#### YOUR TASK:
Across the records below, report how many lines include the word "that", stating the number alone.

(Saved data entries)
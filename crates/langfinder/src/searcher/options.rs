//! Searcher construction options

use std::fmt;
use std::sync::Arc;

use crate::config::{
  MatchTuning, SearchConfig, SearchKey, default_fuzzy_keys, default_keys,
};
use crate::models::{LanguageField, LanguageRecord};

/// Identity used for cross-tier deduplication
pub type IdentityFn = Arc<dyn Fn(&LanguageRecord) -> String + Send + Sync>;

/// Custom extraction of a field's values from a record
pub type ValueExtractor = Arc<dyn Fn(&LanguageRecord, LanguageField) -> Vec<String> + Send + Sync>;

/// Custom padding of a value for the word-boundary tiers
pub type PaddingFn = Arc<dyn Fn(&str) -> String + Send + Sync>;

/// Default IndexWriter memory budget (bytes)
const DEFAULT_WRITER_MEMORY_BYTES: usize = 50_000_000;

/// Options of [`LanguageSearcher`](crate::searcher::LanguageSearcher).
///
/// The word-boundary tiers search for the query surrounded by single spaces,
/// so a custom `padding` must keep spaces as its word separators.
#[derive(Clone)]
pub struct SearcherOptions {
  /// Fields for the complete, whole-word, start-of-word and substring tiers
  pub keys: Vec<SearchKey>,

  /// Fields for the fuzzy tier
  pub fuzzy_keys: Vec<SearchKey>,

  /// Case / diacritics / score logging
  pub tuning: MatchTuning,

  /// Identity of a record (defaults to its code)
  pub identity: IdentityFn,

  /// Replaces [`LanguageField::values`] when set
  pub value_extractor: Option<ValueExtractor>,

  /// Replaces the default `" value "` padding when set
  pub padding: Option<PaddingFn>,

  /// IndexWriter memory budget (bytes)
  pub writer_memory_bytes: usize,
}

impl Default for SearcherOptions {
  fn default() -> Self {
    Self {
      keys: default_keys(),
      fuzzy_keys: default_fuzzy_keys(),
      tuning: MatchTuning::default(),
      identity: Arc::new(|record: &LanguageRecord| record.code.clone()),
      value_extractor: None,
      padding: None,
      writer_memory_bytes: DEFAULT_WRITER_MEMORY_BYTES,
    }
  }
}

impl fmt::Debug for SearcherOptions {
  fn fmt(&self, f: &mut fmt::Formatter<'_>) -> fmt::Result {
    f.debug_struct("SearcherOptions")
      .field("keys", &self.keys)
      .field("fuzzy_keys", &self.fuzzy_keys)
      .field("tuning", &self.tuning)
      .field("custom_value_extractor", &self.value_extractor.is_some())
      .field("custom_padding", &self.padding.is_some())
      .field("writer_memory_bytes", &self.writer_memory_bytes)
      .finish_non_exhaustive()
  }
}

impl SearcherOptions {
  /// Options taken from the `[search]` configuration section
  pub fn from_config(config: &SearchConfig) -> Self {
    Self {
      keys: config.keys.clone(),
      fuzzy_keys: config.fuzzy_keys.clone(),
      tuning: config.tuning,
      writer_memory_bytes: config.writer_memory_bytes,
      ..Self::default()
    }
  }

  /// Builder that replaces the identity function
  #[must_use]
  pub fn with_identity<F>(mut self, identity: F) -> Self
  where
    F: Fn(&LanguageRecord) -> String + Send + Sync + 'static,
  {
    self.identity = Arc::new(identity);
    self
  }

  /// Builder that installs a custom value extractor
  #[must_use]
  pub fn with_value_extractor<F>(mut self, extractor: F) -> Self
  where
    F: Fn(&LanguageRecord, LanguageField) -> Vec<String> + Send + Sync + 'static,
  {
    self.value_extractor = Some(Arc::new(extractor));
    self
  }

  /// Builder that installs a custom padding function
  #[must_use]
  pub fn with_padding<F>(mut self, padding: F) -> Self
  where
    F: Fn(&str) -> String + Send + Sync + 'static,
  {
    self.padding = Some(Arc::new(padding));
    self
  }

  /// Values of `field` for `record`
  pub(crate) fn values(&self, record: &LanguageRecord, field: LanguageField) -> Vec<String> {
    match &self.value_extractor {
      Some(extract) => extract(record, field).into_iter().filter(|v| !v.is_empty()).collect(),
      None => field.values(record),
    }
  }

  /// Padded shadow copy of a value
  pub(crate) fn pad(&self, value: &str) -> String {
    match &self.padding {
      Some(pad) => pad(value),
      None => format!(" {value} "),
    }
  }
}

#[cfg(test)]
mod tests {
  use super::*;

  #[test]
  fn defaults_use_code_identity_and_space_padding() {
    let options = SearcherOptions::default();
    let record = LanguageRecord::new("fra", "French");

    assert_eq!((options.identity)(&record), "fra");
    assert_eq!(options.pad("French"), " French ");
    assert_eq!(options.values(&record, LanguageField::Exonym), vec!["French".to_string()]);
  }

  #[test]
  fn custom_functions_replace_defaults() {
    let options = SearcherOptions::default()
      .with_identity(|r| r.exonym.to_lowercase())
      .with_padding(|v| format!(" {} ", v.replace('-', " ")))
      .with_value_extractor(|r, field| match field {
        LanguageField::Exonym => vec![r.exonym.clone(), String::new()],
        _ => Vec::new(),
      });
    let record = LanguageRecord::new("tpi", "Tok Pisin");

    assert_eq!((options.identity)(&record), "tok pisin");
    assert_eq!(options.pad("Saint-Martin"), " Saint Martin ");
    // Empty extracted values are dropped
    assert_eq!(options.values(&record, LanguageField::Exonym), vec!["Tok Pisin".to_string()]);
    assert!(options.values(&record, LanguageField::Code).is_empty());
  }

  #[test]
  fn from_config_copies_search_section() {
    let config = SearchConfig {
      keys: vec![SearchKey::new(LanguageField::Code, 3.0)],
      writer_memory_bytes: 20_000_000,
      ..SearchConfig::default()
    };

    let options = SearcherOptions::from_config(&config);
    assert_eq!(options.keys, config.keys);
    assert_eq!(options.writer_memory_bytes, 20_000_000);
  }
}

#### WORKED SOLUTION:
3